Audio-video recordings will be made with native Mandarin Chinese speakers producing Mandarin tones in clear and conversational speech. Videos of speakers’ facial articulatory movements in clear and conversational tone productions will be examined using innovative computer image processing techniques. Acoustic correlates of tone productions will be analyzed through computerized acoustic measurements. Auditory-visual intelligibility data will be collected in perceptually challenging conditions: cafeteria background noise and a non-native language setting. Neural processing of clear-speech tones will be examined through electro-physiological studies. Finally, articulatory, acoustic, perceptual, and neural data will be related in statistical models to determine which articulatory and acoustic clear-speech cues contribute to enhanced intelligibility and neural sensitivity of lexical tones.

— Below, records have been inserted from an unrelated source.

#[derive(Debug, Clone)]
pub struct RuntimeConfig {
    pub flush_on_insert: bool,
    pub batch_max_ops: usize,
    pub batch_max_latency_ms: u64,
    pub persist_queue_bound: usize,
    pub snapshot_every_ops: usize,
    pub compact_after_snapshot: bool,
}

impl Default for RuntimeConfig {
    fn default() -> Self {
        Self {
            flush_on_insert: true,
            batch_max_ops: 32,
            batch_max_latency_ms: 75,
            persist_queue_bound: 64,
            snapshot_every_ops: 2000,
            compact_after_snapshot: false,
        }
    }
}

pub struct DrawLogHandle {
    cmd_tx: mpsc::Sender<Command>,
    events_tx: broadcast::Sender<DrawEvent>,
}

impl Clone for DrawLogHandle {
    fn clone(&self) -> Self {
        Self {
            cmd_tx: self.cmd_tx.clone(),
            events_tx: self.events_tx.clone(),
        }
    }
}

enum Command {
    Insert {
        draft: DrawDraft,
        resp: oneshot::Sender<Result<DrawId, RuntimeError>>,
    },
    Repair {
        id: DrawId,
        outcome: GameOutcome,
        resp: oneshot::Sender<Result<(), RuntimeError>>,
    },
    Get {
        id: DrawId,
        resp: oneshot::Sender<Option<DrawRecord>>,
    },
    FindBySource {
        source_id: String,
        resp: oneshot::Sender<Option<DrawRecord>>,
    },
    Recent {
        n: usize,
        resp: oneshot::Sender<Vec<DrawRecord>>,
    },
    ByJurisdiction {
        jurisdiction: Jurisdiction,
        game: Option<GameKind>,
        limit: usize,
        resp: oneshot::Sender<Vec<DrawRecord>>,
    },
    Flush {
        resp: oneshot::Sender<Result<OpSeq, RuntimeError>>,
    },
    Checkpoint {
        resp: oneshot::Sender<Result<(), RuntimeError>>,
    },
    Shutdown {
        resp: oneshot::Sender<Result<(), RuntimeError>>,
    },
}

enum PersistMsg {
    Op(StoredOp),
    Flush {
        resp: oneshot::Sender<Result<OpSeq, PersistError>>,
    },
    Checkpoint {
        snapshot: crate::core::store::StoreSnapshotV1,
        last_seq: OpSeq,
        compact: bool,
        resp: oneshot::Sender<Result<(), PersistError>>,
    },
    Shutdown {
        resp: oneshot::Sender<()>,
    },
}

pub fn spawn_drawlog(
    store: DrawStore,
    sink: Option<Box<dyn OpSink>>,
    config: RuntimeConfig,
) -> DrawLogHandle {
    let (cmd_tx, mut cmd_rx) = mpsc::channel::<Command>(256);
    let (events_tx, _) = broadcast::channel::<DrawEvent>(1024);

    let (persist_tx_opt, mut durable_rx) = if let Some(sink) = sink {
        let (persist_tx, persist_rx) = mpsc::channel::<PersistMsg>(config.persist_queue_bound);
        let (durable_tx, durable_rx) = mpsc::unbounded_channel::<Result<OpSeq, PersistError>>();
        spawn_persistence_worker(sink, persist_rx, durable_tx, config.clone());
        (Some(persist_tx), Some(durable_rx))
    } else {
        (None, None)
    };

    let events_tx_loop = events_tx.clone();

    tokio::spawn(async move {
        let mut store = store;
        let mut ops_since_snapshot = 0usize;

        loop {
            if let Some(rx) = durable_rx.as_mut() {
                tokio::select! {
                    cmd = cmd_rx.recv() => {
                        let Some(cmd) = cmd else { break; };
                        let done = handle_command(
                            cmd,
                            &mut store,
                            &events_tx_loop,
                            persist_tx_opt.as_ref(),
                            &config,
                            &mut ops_since_snapshot,
                        ).await;

                        if done {
                            break;
                        }
                    }
                    durable = rx.recv() => {
                        if let Some(Ok(op_seq)) = durable {
                            let _ = events_tx_loop.send(DrawEvent::DurableUpTo { op_seq });
                        }
                    }
                }
            } else {
                let Some(cmd) = cmd_rx.recv().await else { break; };
                let done = handle_command(
                    cmd,
                    &mut store,
                    &events_tx_loop,
                    persist_tx_opt.as_ref(),
                    &config,
                    &mut ops_since_snapshot,
                ).await;
                if done {
                    break;
                }
            }
        }
    });

    DrawLogHandle {
        cmd_tx,
        events_tx,
    }
}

This research has significant implications for the fields of speech science, communication, neuroscience, computer speech technology and speech engineering. Findings of how perceivers balance tonal enhancement cues and categorical tone distinctions provide insight into how the interaction of sensory-motor and cognitive processing is orchestrated by both lower- and higher-level brain mechanisms. On a practical front, this research will inform how speech enhancement principles can be effectively applied in the development of speech technologies in different communicative contexts, e.g., speech learning and teaching, speech therapy, and human-computer interface.